Yarın öbür gün, Göztepe gelir bir sahneye, bir Altay, bir Bucaspor...
Senaryonun akışına göre...
***
Yok, "iyi niyetli" bu girişime tepki gösterir, "Neden Göztepe değil de Karşıyaka?" sorusunu sorar; bu "güzelliği" yaşatan beyinleri, "takım fanatizmiyle" küstürürsek, İzmir'i düşünen onca insana ayıp ederiz.
Sonra bir gerçek var...
Neden İzmir'in Süper Lig'te takımı yok, işte bu hasmane tutumdan...
İstanbul takımları, iyi günde de kötü günde de, tek vücut olur yeri geldiğinde...
Bakmayın siz göstermelik fanatizme; dışa karşı rakip görünürler ama içten içe et ve tırmak gibi, ayrılmazlar.
Anadolu takımlarına karşı, birliktir hepsi de...
Bizde ise tam tersi...
Bugüne kadar hep uçuruma ittik birbirimizi; sonuç ortada. Hala debeleniyoruz, birinci ligde, ikinci, üçüncü ligte...
O halde, bu anlayış değişmeli.
Telafisi yok bunun!
Dizilerin, bilirsiniz, garip sahne uzatma taktikleri vardır, adamı deli eder...
Ya aynı sahne tekrarlanır ya da peşine müzik takarak ya da birbirine bön bön bakan insanlar görürsünüz uzun bir süre...
Hep yaşadık bunu...
Genç ve başarılı oyuncu Levent Üzümcü bunu pek güzel tarif etmiş.
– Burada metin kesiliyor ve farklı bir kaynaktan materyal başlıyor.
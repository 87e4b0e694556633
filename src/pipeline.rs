//! Two-thread ingestion/analysis pipeline
//!
//! # Architecture
//!
//! ```text
//!  ingest thread                               analysis thread
//! ┌──────────────────────────┐               ┌─────────────────────────────┐
//! │ RecordSource ─► Parser ──┼─► BoundedQueue ─► WindowAggregator ─► Sink  │
//! └──────────────────────────┘   (only shared └─────────────────────────────┘
//!                                 mutable state)
//! ```
//!
//! - The ingest thread blocks only in `push` (queue full).
//! - The analysis thread blocks only in `pop` (queue empty), then drains any
//!   backlog with `try_pop` before parking again.
//! - When the source is exhausted or fails, the ingest thread closes the
//!   queue. The analysis thread drains what is left, flushes the final
//!   window and exits. Nothing buffered is lost.
//! - Time-of-day readings pass through a [`DayRollover`] on the ingest
//!   side, so a stream that runs past midnight keeps opening new windows.
//!
//! [`Pipeline::run_sequential`] does the same work on the calling thread
//! without a queue, as a baseline for the threaded run.
//!
//! # Example
//!
//! ```rust
//! use kuba_congestion::config::PipelineConfig;
//! use kuba_congestion::ingestion::{VecSource, WhitespaceParser};
//! use kuba_congestion::pipeline::Pipeline;
//! use kuba_congestion::types::WindowResult;
//!
//! let config = PipelineConfig { queue_capacity: 4, window_duration_ms: 60_000, top_n: 1 };
//! let source = VecSource::new(["00:00:10 A 5", "00:00:50 B 9", "00:01:05 C 3"]);
//!
//! let mut windows = Vec::new();
//! let report = Pipeline::new(config)?
//!     .run(source, WhitespaceParser::new(), |r: &WindowResult| windows.push(r.clone()))?;
//!
//! assert_eq!(report.metrics.windows_emitted, 2);
//! assert_eq!(windows[0].records[0].source_id, "B");
//! # Ok::<(), kuba_congestion::Error>(())
//! ```

use std::panic::{self, AssertUnwindSafe};
use std::thread;
use std::time::{Duration, Instant};

use serde::Serialize;
use tracing::{debug, error, info, trace, warn};

use crate::aggregation::{AggregatorStats, WindowAggregator};
use crate::config::PipelineConfig;
use crate::error::{Error, Result, SourceError};
use crate::ingestion::metrics::{MetricsSnapshot, PipelineMetrics};
use crate::ingestion::protocol::RecordParser;
use crate::ingestion::queue::{BoundedQueue, QueueStats};
use crate::ingestion::rollover::DayRollover;
use crate::ingestion::source::RecordSource;
use crate::sink::ResultSink;
use crate::types::{Record, WindowResult};

/// Summary of a completed run
#[derive(Debug, Clone, Serialize)]
pub struct PipelineReport {
    /// Pipeline counters for this run
    pub metrics: MetricsSnapshot,
    /// Final queue statistics (`None` for a sequential run)
    #[serde(skip_serializing_if = "Option::is_none")]
    pub queue: Option<QueueStats>,
    /// Aggregator counters
    pub aggregator: AggregatorStats,
    /// Wall time from start to both threads joined
    #[serde(serialize_with = "serialize_micros")]
    pub elapsed: Duration,
}

fn serialize_micros<S: serde::Serializer>(d: &Duration, s: S) -> std::result::Result<S::Ok, S::Error> {
    s.serialize_u64(d.as_micros() as u64)
}

/// Closes the queue when dropped
///
/// Held by both loops so a panicking loop still releases the other one.
struct CloseOnDrop<'a>(&'a BoundedQueue<Record>);

impl Drop for CloseOnDrop<'_> {
    fn drop(&mut self) {
        self.0.close();
    }
}

/// Producer/consumer pipeline over a bounded queue
///
/// A `Pipeline` holds only configuration; every run starts from fresh
/// queue, aggregator and metrics state, so one pipeline can be run many
/// times.
pub struct Pipeline {
    config: PipelineConfig,
}

impl Pipeline {
    /// Create a pipeline
    ///
    /// # Errors
    ///
    /// Returns `Error::Configuration` if the configuration is invalid.
    pub fn new(config: PipelineConfig) -> Result<Self> {
        config.validate()?;
        Ok(Self { config })
    }

    /// Pipeline configuration
    pub fn config(&self) -> &PipelineConfig {
        &self.config
    }

    /// Run both loops to completion
    ///
    /// Blocks until the source is exhausted, every record has been analyzed
    /// and the final window has been flushed to the sink.
    ///
    /// # Errors
    ///
    /// - `Error::Configuration` before any thread starts
    /// - `Error::Source` if the source failed; records read before the
    ///   failure are still analyzed and emitted
    /// - `Error::WorkerPanicked` if a loop panicked
    pub fn run<S, P, K>(&self, source: S, parser: P, sink: K) -> Result<PipelineReport>
    where
        S: RecordSource + Send,
        P: RecordParser + Send,
        K: ResultSink + Send,
    {
        self.run_with_metrics(&PipelineMetrics::new(), source, parser, sink)
    }

    /// Run both loops, counting into a caller-owned metrics handle
    ///
    /// Lets another thread watch the counters while the run is in
    /// progress. Counters are not reset: pass a fresh `PipelineMetrics`
    /// per run for per-run figures.
    ///
    /// # Errors
    ///
    /// Same as [`run`](Self::run).
    pub fn run_with_metrics<S, P, K>(
        &self,
        metrics: &PipelineMetrics,
        source: S,
        parser: P,
        sink: K,
    ) -> Result<PipelineReport>
    where
        S: RecordSource + Send,
        P: RecordParser + Send,
        K: ResultSink + Send,
    {
        let queue = BoundedQueue::new(self.config.queue_capacity)?;
        let aggregator =
            WindowAggregator::new(self.config.window_duration_ms, self.config.top_n)?;
        let start = Instant::now();

        info!(
            queue_capacity = self.config.queue_capacity,
            window_duration_ms = self.config.window_duration_ms,
            top_n = self.config.top_n,
            "Starting pipeline"
        );

        let queue_ref = &queue;
        let ingestor = Ingestor::new(source, parser, metrics);

        let (ingest, analysis) = thread::scope(|scope| {
            let ingest = thread::Builder::new()
                .name("ingest".to_string())
                .spawn_scoped(scope, move || ingest_loop(ingestor, queue_ref))?;

            let analysis = thread::Builder::new()
                .name("analysis".to_string())
                .spawn_scoped(scope, move || {
                    Analyzer {
                        aggregator,
                        sink,
                        metrics,
                    }
                    .run(queue_ref)
                });

            let analysis = match analysis {
                Ok(handle) => handle,
                Err(e) => {
                    // Unblock the ingest thread before the scope joins it
                    queue_ref.close();
                    let _ = ingest.join();
                    return Err(Error::Io(e));
                },
            };

            Ok::<_, Error>((ingest.join(), analysis.join()))
        })?;

        let elapsed = start.elapsed();
        let aggregator = analysis.map_err(|_| Error::WorkerPanicked("analysis"))?;
        let ingest = ingest.map_err(|_| Error::WorkerPanicked("ingest"))?;

        let report = self.report(metrics, Some(queue.stats()), aggregator, elapsed);
        ingest?;
        Ok(report)
    }

    /// Read, aggregate and emit on the calling thread
    ///
    /// Same windows and ordering as [`run`](Self::run), without the queue
    /// or a second thread. `records_enqueued` stays zero.
    ///
    /// # Errors
    ///
    /// - `Error::Configuration` for an invalid configuration
    /// - `Error::Source` if the source failed, after the buffered window
    ///   has been flushed
    pub fn run_sequential<S, P, K>(&self, source: S, parser: P, sink: K) -> Result<PipelineReport>
    where
        S: RecordSource,
        P: RecordParser,
        K: ResultSink,
    {
        let aggregator =
            WindowAggregator::new(self.config.window_duration_ms, self.config.top_n)?;
        let metrics = PipelineMetrics::new();
        let start = Instant::now();

        info!(
            window_duration_ms = self.config.window_duration_ms,
            top_n = self.config.top_n,
            "Starting sequential run"
        );

        let mut ingestor = Ingestor::new(source, parser, &metrics);
        let mut analyzer = Analyzer {
            aggregator,
            sink,
            metrics: &metrics,
        };

        let outcome = loop {
            match ingestor.next_record() {
                Ok(Some(record)) => analyzer.process(record),
                Ok(None) => break Ok(()),
                Err(e) => break Err(e),
            }
        };
        let aggregator = analyzer.finish();

        let report = self.report(&metrics, None, aggregator, start.elapsed());
        outcome?;
        Ok(report)
    }

    fn report(
        &self,
        metrics: &PipelineMetrics,
        queue: Option<QueueStats>,
        aggregator: AggregatorStats,
        elapsed: Duration,
    ) -> PipelineReport {
        let report = PipelineReport {
            metrics: metrics.snapshot(),
            queue,
            aggregator,
            elapsed,
        };

        info!(
            lines_read = report.metrics.lines_read,
            records_skipped = report.metrics.records_skipped,
            skip_rate = report.metrics.skip_rate(),
            records_analyzed = report.metrics.records_analyzed,
            windows_emitted = report.metrics.windows_emitted,
            blocked_pushes = report.queue.as_ref().map_or(0, |q| q.blocked_pushes),
            peak_queue_len = report.queue.as_ref().map_or(0, |q| q.peak_len),
            elapsed_us = elapsed.as_micros() as u64,
            "Pipeline finished"
        );
        report
    }
}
Bir şekilde halka da uyarı bu, sahtekarlığı görmeleri için:
***
"90 dakikayı dolduracağım diye bir ton uzaklara bakıyor sürekli. 'Seni seviyorum' diyecek 2,5 dakikada söylüyor falan. Sıkılıyorum yani ben öyle işlerden. Benim enerjime de uzak."
İşin özü budur.
***
İzleyici dinamik olmalı, aptal değil.
Çünkü, izleyicinin zamanını çalmak, cüzdanını aşırmaktan daha büyük suçtur.
Ve de şu kısa yaşamda, telafisi yoktur.
SÖZÜN ÖZÜ
Cesur şövalyemiz Mustafa Kemal Atatürk'ü sevmeyenle ahbaplık etmem
Volkan Konak
Şerefinize...
Bir arkadaşım göndermiş bunu, e-posta'ma düşmüş. Gerçekten hep merak etmişimdir o sözü, yani "Şerefine"...
İşte onu yazıyor.
Benim merakım gitti, siz de bilmek isterseniz diye düşündüm.
İşte o yazı:
***
Neden içki içilirken "Şerefine" denir, bilir misiniz?
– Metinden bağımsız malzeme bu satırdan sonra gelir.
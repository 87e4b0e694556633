//! Ingestion side of the pipeline
//!
//! Everything between the raw input and the hand-off to analysis.
//!
//! # Architecture
//!
//! ```text
//! [RecordSource] → [RecordParser] → [BoundedQueue] → (analysis thread)
//!        ↓                ↓                ↓
//!                    [PipelineMetrics]
//! ```
//!
//! # Components
//!
//! - **Source**: finite, single-pass line producers (file, stdin, memory)
//! - **Protocol**: line → [`Record`](crate::types::Record) parsing with
//!   skip-and-continue error semantics
//! - **Rollover**: keeps time-of-day streams continuous across midnight
//! - **Queue**: capacity-bounded blocking FIFO providing backpressure
//! - **Metrics**: lock-free counters for both pipeline loops

pub mod metrics;
pub mod protocol;
pub mod queue;
pub mod rollover;
pub mod source;

pub use metrics::{MetricsSnapshot, PipelineMetrics};
pub use protocol::{ParseError, ParseErrorKind, RecordParser, WhitespaceParser};
pub use queue::{BoundedQueue, QueueStats, MAX_QUEUE_CAPACITY};
pub use rollover::DayRollover;
pub use source::{LineSource, RecordSource, VecSource};
//! Record sources
//!
//! A [`RecordSource`] is a finite, single-pass sequence of raw lines.
//! Exhaustion is signalled by `None`; read failures by `Some(Err(..))`.

use std::fs::File;
use std::io::{self, BufRead, BufReader, Stdin};
use std::path::Path;

use crate::error::SourceError;

/// Lazy producer of raw input lines
pub trait RecordSource {
    /// Next line without its terminator
    ///
    /// Returns `None` once the source is exhausted.
    fn next_line(&mut self) -> Option<Result<String, SourceError>>;
}

impl<S: RecordSource + ?Sized> RecordSource for Box<S> {
    fn next_line(&mut self) -> Option<Result<String, SourceError>> {
        (**self).next_line()
    }
}

/// Line source over any buffered reader
#[derive(Debug)]
pub struct LineSource<R> {
    reader: R,
    /// Lines handed out so far (1-indexed number of the last line)
    line_no: usize,
    buf: Vec<u8>,
    finished: bool,
}

impl<R: BufRead> LineSource<R> {
    /// Wrap a buffered reader
    pub fn new(reader: R) -> Self {
        Self {
            reader,
            line_no: 0,
            buf: Vec::new(),
            finished: false,
        }
    }

    /// Number of lines read so far
    pub fn line_number(&self) -> usize {
        self.line_no
    }
}

impl LineSource<BufReader<File>> {
    /// Open a file as a line source
    pub fn open(path: impl AsRef<Path>) -> Result<Self, SourceError> {
        let path = path.as_ref();
        let file = File::open(path).map_err(|source| SourceError::Open {
            path: path.display().to_string(),
            source,
        })?;
        Ok(Self::new(BufReader::new(file)))
    }
}

impl LineSource<BufReader<Stdin>> {
    /// Read lines from standard input
    pub fn stdin() -> Self {
        Self::new(BufReader::new(io::stdin()))
    }
}

impl<R: BufRead> RecordSource for LineSource<R> {
    fn next_line(&mut self) -> Option<Result<String, SourceError>> {
        if self.finished {
            return None;
        }

        self.buf.clear();
        // Bytes rather than read_line: invalid UTF-8 becomes a parse error
        // on that line instead of ending the source
        match self.reader.read_until(b'\n', &mut self.buf) {
            Ok(0) => {
                self.finished = true;
                None
            },
            Ok(_) => {
                self.line_no += 1;
                let line = String::from_utf8_lossy(&self.buf);
                Some(Ok(line.trim_end_matches(['\n', '\r']).to_string()))
            },
            Err(source) => {
                // Not restartable: a failed read ends the source
                self.finished = true;
                Some(Err(SourceError::Read {
                    line: self.line_no + 1,
                    source,
                }))
            },
        }
    }
}

/// In-memory source over a list of lines
#[derive(Debug, Clone)]
pub struct VecSource {
    lines: std::vec::IntoIter<String>,
}

impl VecSource {
    /// Create a source yielding each line once
    pub fn new<I, S>(lines: I) -> Self
    where
        I: IntoIterator<Item = S>,
        S: Into<String>,
    {
        Self {
            lines: lines.into_iter().map(Into::into).collect::<Vec<_>>().into_iter(),
        }
    }
}

impl RecordSource for VecSource {
    fn next_line(&mut self) -> Option<Result<String, SourceError>> {
        self.lines.next().map(Ok)
    }
}

#[cfg(test)]
mod tests {
    use super::*;
    use std::io::{Cursor, Read};

    #[test]
    fn test_line_source_strips_terminators() {
        let mut source = LineSource::new(Cursor::new("a 1\r\nb 2\nc 3"));

        assert_eq!(source.next_line().unwrap().unwrap(), "a 1");
        assert_eq!(source.next_line().unwrap().unwrap(), "b 2");
        assert_eq!(source.next_line().unwrap().unwrap(), "c 3");
        assert!(source.next_line().is_none());
        assert!(source.next_line().is_none());
        assert_eq!(source.line_number(), 3);
    }

    #[test]
    fn test_invalid_utf8_does_not_end_source() {
        let mut source = LineSource::new(Cursor::new(b"a\xff 1\nb 2\n".to_vec()));

        assert_eq!(source.next_line().unwrap().unwrap(), "a\u{fffd} 1");
        assert_eq!(source.next_line().unwrap().unwrap(), "b 2");
        assert!(source.next_line().is_none());
    }

    #[test]
    fn test_open_missing_file() {
        let err = LineSource::open("/nonexistent/traffic.txt").unwrap_err();
        assert!(matches!(err, SourceError::Open { .. }));
    }

    struct FailingReader;

    impl Read for FailingReader {
        fn read(&mut self, _buf: &mut [u8]) -> io::Result<usize> {
            Err(io::Error::new(io::ErrorKind::Other, "disk gone"))
        }
    }

    #[test]
    fn test_read_error_ends_source() {
        let mut source = LineSource::new(BufReader::new(FailingReader));

        match source.next_line() {
            Some(Err(SourceError::Read { line, .. })) => assert_eq!(line, 1),
            other => panic!("expected read error, got {:?}", other),
        }
        assert!(source.next_line().is_none());
    }

    #[test]
    fn test_vec_source() {
        let mut source = VecSource::new(["x", "y"]);
        assert_eq!(source.next_line().unwrap().unwrap(), "x");
        assert_eq!(source.next_line().unwrap().unwrap(), "y");
        assert!(source.next_line().is_none());
    }
}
Her ülkenin kendine has deyişleri vardır bu konu ile ilgili... Kimi "sağlığına" der, kimi mutluluğuna... Ruslar "Nazdrovya" der, Rumlar "stinigia"...
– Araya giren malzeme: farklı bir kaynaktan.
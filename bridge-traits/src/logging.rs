//! Host Logging Abstractions
//!
//! Structured log entries and the sink trait used to mirror core logs into the
//! host's own logging pipeline (Logcat, `os_log`, a desktop log file).

use chrono::{DateTime, Utc};
use serde::{Deserialize, Serialize};
use std::collections::HashMap;

use crate::error::Result;

/// Log level
#[derive(Debug, Clone, Copy, PartialEq, Eq, PartialOrd, Ord, Serialize, Deserialize)]
pub enum LogLevel {
    Trace,
    Debug,
    Info,
    Warn,
    Error,
}

impl LogLevel {
    pub fn as_str(&self) -> &'static str {
        match self {
            LogLevel::Trace => "TRACE",
            LogLevel::Debug => "DEBUG",
            LogLevel::Info => "INFO",
            LogLevel::Warn => "WARN",
            LogLevel::Error => "ERROR",
        }
    }
}

/// Structured log entry
#[derive(Debug, Clone, Serialize, Deserialize)]
pub struct LogEntry {
    pub level: LogLevel,
    pub timestamp: DateTime<Utc>,
    /// Target module/component
    pub target: String,
    pub message: String,
    /// Structured fields recorded on the event
    pub fields: HashMap<String, String>,
    /// Name of the innermost active span, if any
    pub span_id: Option<String>,
}

impl LogEntry {
    pub fn new(level: LogLevel, target: impl Into<String>, message: impl Into<String>) -> Self {
        Self {
            level,
            timestamp: Utc::now(),
            target: target.into(),
            message: message.into(),
            fields: HashMap::new(),
            span_id: None,
        }
    }

    pub fn with_field(mut self, key: impl Into<String>, value: impl Into<String>) -> Self {
        self.fields.insert(key.into(), value.into());
        self
    }

    pub fn with_span_id(mut self, span_id: impl Into<String>) -> Self {
        self.span_id = Some(span_id.into());
        self
    }
}

/// Logger sink trait
///
/// Forwards structured logs from the core to the host:
/// - **iOS**: OSLog
/// - **Android**: Logcat
/// - **Desktop**: Console or log files
///
/// Implementations must not log raw file contents or request headers.
///
/// # Example
///
/// ```ignore
/// use bridge_traits::logging::{LoggerSink, LogEntry, LogLevel};
///
/// async fn report(logger: &dyn LoggerSink, error: &str) {
///     let entry = LogEntry::new(LogLevel::Error, "core_streaming", error)
///         .with_field("operation", "write");
///     logger.log(entry).await.ok();
/// }
/// ```
#[async_trait::async_trait]
pub trait LoggerSink: Send + Sync {
    async fn log(&self, entry: LogEntry) -> Result<()>;

    async fn flush(&self) -> Result<()> {
        Ok(())
    }

    /// Entries below this level are dropped before reaching the sink.
    fn min_level(&self) -> LogLevel {
        LogLevel::Info
    }
}

/// Console logger for development builds
#[derive(Debug, Clone)]
pub struct ConsoleLogger {
    pub min_level: LogLevel,
}

impl Default for ConsoleLogger {
    fn default() -> Self {
        Self {
            min_level: LogLevel::Info,
        }
    }
}

#[async_trait::async_trait]
impl LoggerSink for ConsoleLogger {
    async fn log(&self, entry: LogEntry) -> Result<()> {
        if entry.level >= self.min_level {
            println!(
                "[{}] {} {}: {}",
                entry.timestamp.format("%Y-%m-%d %H:%M:%S%.3f"),
                entry.level.as_str(),
                entry.target,
                entry.message
            );

            if !entry.fields.is_empty() {
                println!("  Fields: {:?}", entry.fields);
            }
        }
        Ok(())
    }

    fn min_level(&self) -> LogLevel {
        self.min_level
    }
}
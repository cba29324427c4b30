//! Reference logical thread.
//!
//! [`EventLoop`] stands in for a script runtime's job queue: every job handed
//! to its [`LoopInvoker`] is queued and later run, in submission order, by
//! whichever thread drives the loop. Hosts with their own call invoker do not
//! need it.

use std::future::Future;
use std::sync::Arc;
use std::time::Duration;

use bridge_traits::{CallInvoker, InvokerJob};
use tokio::sync::mpsc;
use tracing::trace;

/// FIFO job queue driven by its owner.
pub struct EventLoop {
    tx: mpsc::UnboundedSender<InvokerJob>,
    rx: mpsc::UnboundedReceiver<InvokerJob>,
}

/// [`CallInvoker`] feeding an [`EventLoop`].
#[derive(Clone)]
pub struct LoopInvoker {
    tx: mpsc::UnboundedSender<InvokerJob>,
}

impl CallInvoker for LoopInvoker {
    fn invoke_async(&self, job: InvokerJob) {
        if self.tx.send(job).is_err() {
            trace!("Event loop is gone; job dropped");
        }
    }
}

impl EventLoop {
    pub fn new() -> Self {
        let (tx, rx) = mpsc::unbounded_channel();
        Self { tx, rx }
    }

    pub fn invoker(&self) -> Arc<dyn CallInvoker> {
        Arc::new(LoopInvoker {
            tx: self.tx.clone(),
        })
    }

    /// Runs every job queued so far, plus any they enqueue. Returns the count.
    pub fn run_until_idle(&mut self) -> usize {
        let mut ran = 0;
        while let Ok(job) = self.rx.try_recv() {
            job();
            ran += 1;
        }
        ran
    }

    /// Runs jobs as they arrive until `fut` completes, then returns its output.
    ///
    /// Queued jobs take priority over polling `fut`, so a settlement delivered
    /// by a job is observed on the next poll.
    pub async fn run_until<F: Future>(&mut self, fut: F) -> F::Output {
        tokio::pin!(fut);
        loop {
            tokio::select! {
                biased;
                Some(job) = self.rx.recv() => job(),
                output = &mut fut => return output,
            }
        }
    }

    /// Keeps running jobs for `duration`.
    pub async fn run_for(&mut self, duration: Duration) -> usize {
        let deadline = tokio::time::sleep(duration);
        tokio::pin!(deadline);
        let mut ran = 0;
        loop {
            tokio::select! {
                biased;
                Some(job) = self.rx.recv() => {
                    job();
                    ran += 1;
                }
                _ = &mut deadline => return ran + self.run_until_idle(),
            }
        }
    }
}

impl Default for EventLoop {
    fn default() -> Self {
        Self::new()
    }
}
Bizde ise konu daha hoş ve de farklıdır. Biz "şerefe" ya da daha da özelleştirip "şerefine" deriz.
Peki bu "Şerefe" sözünün nereden geldiğini hiç merak ettiniz mi ya da niye "şerefe" dendiğini?..
Kısaca şöyle anlatabiliriz.
***
Zamanın zaman olduğu dönemlerde, içki içmek bir adap, usül işiymiş.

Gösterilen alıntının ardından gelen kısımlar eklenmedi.